Vice President Joe Biden is currently considering a run for president in 2016, but it appears that he is also trying to square his Catholic faith with the Democratic party’s historic support for abortion rights.
In an interview with America magazine, Biden discussed his position on abortion and even borrowed rhetoric from his boss to diffuse the controversial issue.
Twice during the interview, Biden insisted he was a practicing Catholic, and even indicated that life began in the womb.
“I’m prepared to accept that at the moment of conception there’s human life and being, but I’m not prepared to say that to other God-fearing, non-God fearing people that have a different view,” he said.
But Biden explained that he would not impose his own “precise view” on when human life began on “other people who are equally God-fearing, equally as committed to life, equally as committed to the sanctity of life.”
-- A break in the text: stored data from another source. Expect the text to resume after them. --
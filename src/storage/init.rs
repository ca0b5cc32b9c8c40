//! Storage initialization
//!
//! Handles first-run setup and default data creation

use crate::config::paths::SpendPacePaths;
use crate::config::Settings;
use crate::error::SpendPaceResult;
use crate::models::{DefaultCategory, OwnerId};

use super::Storage;

/// Initialize storage for an owner
///
/// Creates the directories, writes settings if none exist, and gives the
/// owner the default categories if they have none yet. Returns the number of
/// categories created.
pub fn initialize_storage(paths: &SpendPacePaths, settings: &Settings) -> SpendPaceResult<usize> {
    paths.ensure_directories()?;

    if !paths.is_initialized() {
        settings.save(paths)?;
    }

    let storage = Storage::new(paths.clone())?;
    storage.categories.load()?;
    let created = create_default_categories(&storage, &settings.owner_id)?;
    if created > 0 {
        storage.categories.save()?;
    }

    Ok(created)
}

/// Give an owner without categories the default set
fn create_default_categories(storage: &Storage, owner: &OwnerId) -> SpendPaceResult<usize> {
    if !storage.categories.for_owner(owner)?.is_empty() {
        return Ok(0);
    }

    for default in DefaultCategory::all() {
        storage.categories.add(default.to_category(owner))?;
    }

    tracing::info!(owner = %owner, count = DefaultCategory::all().len(), "default categories created");
    Ok(DefaultCategory::all().len())
}

#[cfg(test)]
mod tests {
    use super::*;
    use crate::models::Category;
    use tempfile::TempDir;

    #[test]
    fn test_initialize_storage() {
        let temp_dir = TempDir::new().unwrap();
        let paths = SpendPacePaths::with_base_dir(temp_dir.path().to_path_buf());

        assert!(!paths.is_initialized());
        let created = initialize_storage(&paths, &Settings::default()).unwrap();

        assert_eq!(created, 7);
        assert!(paths.is_initialized());
        assert!(paths.categories_file().exists());
    }

    #[test]
    fn test_default_categories_created() {
        let temp_dir = TempDir::new().unwrap();
        let paths = SpendPacePaths::with_base_dir(temp_dir.path().to_path_buf());
        initialize_storage(&paths, &Settings::default()).unwrap();

        let content = std::fs::read_to_string(paths.categories_file()).unwrap();
        let categories: Vec<Category> = serde_json::from_str(&content).unwrap();

        let names: Vec<_> = categories.iter().map(|c| c.name.as_str()).collect();
        assert_eq!(
            names,
            vec!["Food", "Transportation", "Entertainment", "Education", "Shopping", "Bills", "Other"]
        );
        assert!(categories.iter().all(|c| c.owner == OwnerId::from("default")));
    }

    #[test]
    fn test_doesnt_duplicate_existing() {
        let temp_dir = TempDir::new().unwrap();
        let paths = SpendPacePaths::with_base_dir(temp_dir.path().to_path_buf());

        initialize_storage(&paths, &Settings::default()).unwrap();
        assert_eq!(initialize_storage(&paths, &Settings::default()).unwrap(), 0);

        // A second owner gets their own set
        let mut settings = Settings::default();
        settings.owner_id = OwnerId::from("bob");
        assert_eq!(initialize_storage(&paths, &settings).unwrap(), 7);

        let content = std::fs::read_to_string(paths.categories_file()).unwrap();
        let categories: Vec<Category> = serde_json::from_str(&content).unwrap();
        assert_eq!(categories.len(), 14);
    }
}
As a longtime Democrat, Biden has firmly supported the right to abortions and accepted financial support from abortionist corporations like Planned Parenthood.
“I don’t want to start a theological discussion, I’ll get in trouble, it’s above my pay grade,” he said, arguing that there was “disagreement” in the Catholic church on whether the position on life was a “de fide” matter of faith doctrine for Catholics.
Obama famously used the same line as a candidate when he was asked by pastor Rick Warren at what point an unborn baby deserved human rights.
“I think that whether you’re looking at it from a theological perspective or a scientific perspective, answering that question with specificity, you know, is above my pay grade,” Obama said in August 2008.
Biden reminded the interviewer that he wasn’t prepared to “impose doctrine” on the rest of the country, he revealed that he once had a conversation with Pope Benedict XVI on the issue of abortion rights.
“It was like going back to theology class,” he said. “And by the way, he wasn’t judgmental. He was open. I came away enlivened from the discussion.”
As Vice President, Biden met with Benedict XVI in 2011 at the Vatican where he reportedly told him to “lighten up” on American nuns.
Biden expressed enthusiasm for Francis’s visit, suggesting that it would highlight the essence of the Catholic faith without getting tangled up in doctrine.
“I mean, I’m excited quite frankly, as a practicing Catholic, I am really excited by the whole world is getting to see what are the basic essential elements of what constitutes Catholicism,” he said adding that Francis was “the embodiment of the Catholic social doctrine I was raised with.”
Biden also attended Pope Francis’ installation in Rome and has shared nothing short of effusive praise for the current pontiff.
“We have a good one now,” he remarked in June, referring to Francis’s Jesuit background.
Biden will have plenty of time with Pope Francis during his visit to the United States this week.
He plans to join the President Obama and First Lady Michelle Obama to greet Francis at the airport and he will also join the pair for the welcoming ceremonies at the White House. Biden will also attend the canonization mass with Pope Francis, attend the pontiff’s address to Congress and will personally attend a farewell ceremony for the pope as he leaves Philadelphia.